Work request: Could you set down exactly the lines in the records below between the line holding "for diet tracking." and the line holding "target within bounds", inclusive?

Extracted entries:
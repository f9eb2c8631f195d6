// ABOUTME: Main library entry point for the Pierre meal composition engine
// ABOUTME: Meal structures, portion-scaled matching, macro similarity swaps and daily totals
//
// SPDX-License-Identifier: MIT OR Apache-2.0
// Copyright (c) 2025 Pierre Fitness Intelligence

// Crate-level attributes:
// - deny(unsafe_code): Zero-tolerance unsafe policy
#![deny(unsafe_code)]

//! # Pierre Meals
//!
//! Nutritional matching and meal composition for diet tracking.
//!
//! Given a daily calorie budget, a set of named meal slots with percentage
//! allocations and a catalog of recipes and ingredients, the engine:
//!
//! - builds and validates meal structures and their per-slot calorie targets
//! - finds recipes that scale exactly onto a slot target within bounds
//! - scores macro similarity to rank ingredient and recipe substitutes
//! - aggregates a day's chosen items into cached totals
//!
//! ## Architecture
//!
//! - **Intelligence**: the pure engine algorithms
//! - **Catalog / Settings / Database**: contracts for the external
//!   collaborators, with in-memory implementations
//! - **Services**: orchestration of the engine over the collaborators
//! - **Config**: tuning knobs with documented defaults
//!
//! ## Example Usage
//!
//! ```rust,no_run
//! use pierre_meals::errors::AppResult;
//! use pierre_meals::intelligence::build_from_template;
//!
//! fn main() -> AppResult<()> {
//!     let structure = build_from_template("three_meals", 2000.0)?;
//!     for slot in &structure.slots {
//!         println!("{}: {} kcal", slot.label, slot.target_calories);
//!     }
//!     Ok(())
//! }
//! ```

/// Catalog lookup contract and in-memory catalog
pub mod catalog;

/// Engine configuration
pub mod config;

/// Daily plan storage contract and in-memory repository
pub mod database;

/// Unified error handling
pub mod errors;

/// Nutritional matching and meal composition algorithms
pub mod intelligence;

/// Structured logging setup
pub mod logging;

/// Meal planning orchestration
pub mod services;

/// Settings lookup contract and default resolution
pub mod settings;

/// Foundation models re-exported from `pierre-meals-core`
pub mod models {
    pub use pierre_meals_core::models::*;
}

/// Shared constants re-exported from `pierre-meals-core`
pub mod constants {
    pub use pierre_meals_core::constants::*;
}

Response to this task:
//! Nutritional matching and meal composition for diet tracking.
//!
//! Given a daily calorie budget, a set of named meal slots with percentage
//! allocations and a catalog of recipes and ingredients, the engine:
//!
//! - builds and validates meal structures and their per-slot calorie targets
//! - finds recipes that scale exactly onto a slot target within bounds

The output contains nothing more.